Local First ArizonaIn this digital age, it is almost too easy/convenient to shop online for our products.  We tend to forget that those decisions have repercussions often larger than the money we saved.  So next time you start to push the “Submit” button on your next online purchase, spend a minute to think about how that decision will impact a local business.  One that is tied to your community, provides jobs and benefits to your community, gives back to your community and usually never asks for a bailout as thanks.

In addition you should plan to attend Local First Arizona’s 5th Annual Certified Local Fall Festival this Saturday from 10am to 4pm at Duck and Decanter at 16th street and Camelback (thank you Kimber).

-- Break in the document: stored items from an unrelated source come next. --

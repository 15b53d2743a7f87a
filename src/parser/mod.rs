pub mod dom;
pub mod extract;

use scraper::Html;

use crate::record::GameRecord;

/// Parse a fetched game page and run every extraction pass over it.
pub fn parse_game(game_id: u32, body: &str) -> GameRecord {
    let doc = Html::parse_document(body);
    extract::extract_all(game_id, &doc)
}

You should also check out The 3/50 Project for more information on buying local.

~ by jeff frost on November 3, 2009.

One Response to “The False Perception (part three) – Buying Online”

  1. I like this series very much Jeff.

    What you wrote made me think about the frustration I have with knowing what I know (and turning on everyone I can to “The Story of Stuff”) but still being a wretched consumer. I was thinking about how much money I would easily drop at stores like Target just not so long ago when we all felt high and mighty and dollars were plentiful.

    Even knowing better, I guess I didn’t really believe how spoiled I’d become, how spoiled my children had become… Of course that is – until my business crashed along with everything else and the Target trips were quickly replaced with the thrift store. Thankfully I grew up very Midwestern and very blue-collar with a single mom who worked two jobs. I know how to live “frugal” when necessary, and I believe this is one of the only things that has carried me through these times, especially being a single mom with a business myself.

    I am a huge proponent of keeping my money in my community. Even for the little stuff. We need to be reminded of this constantly because we absolutely HAVE become that culture looking to save a buck. Even if it doesn’t really make sense, and as you stated, at what cost?

    I know how hard this state is, especially having lived in very progressive cities. Arizona has been a huge challenge for me over the past 11 years I’ve called it home – but home it is. We have a long long way to go. But at least we’re trying… Kudos to you Mr. Frost.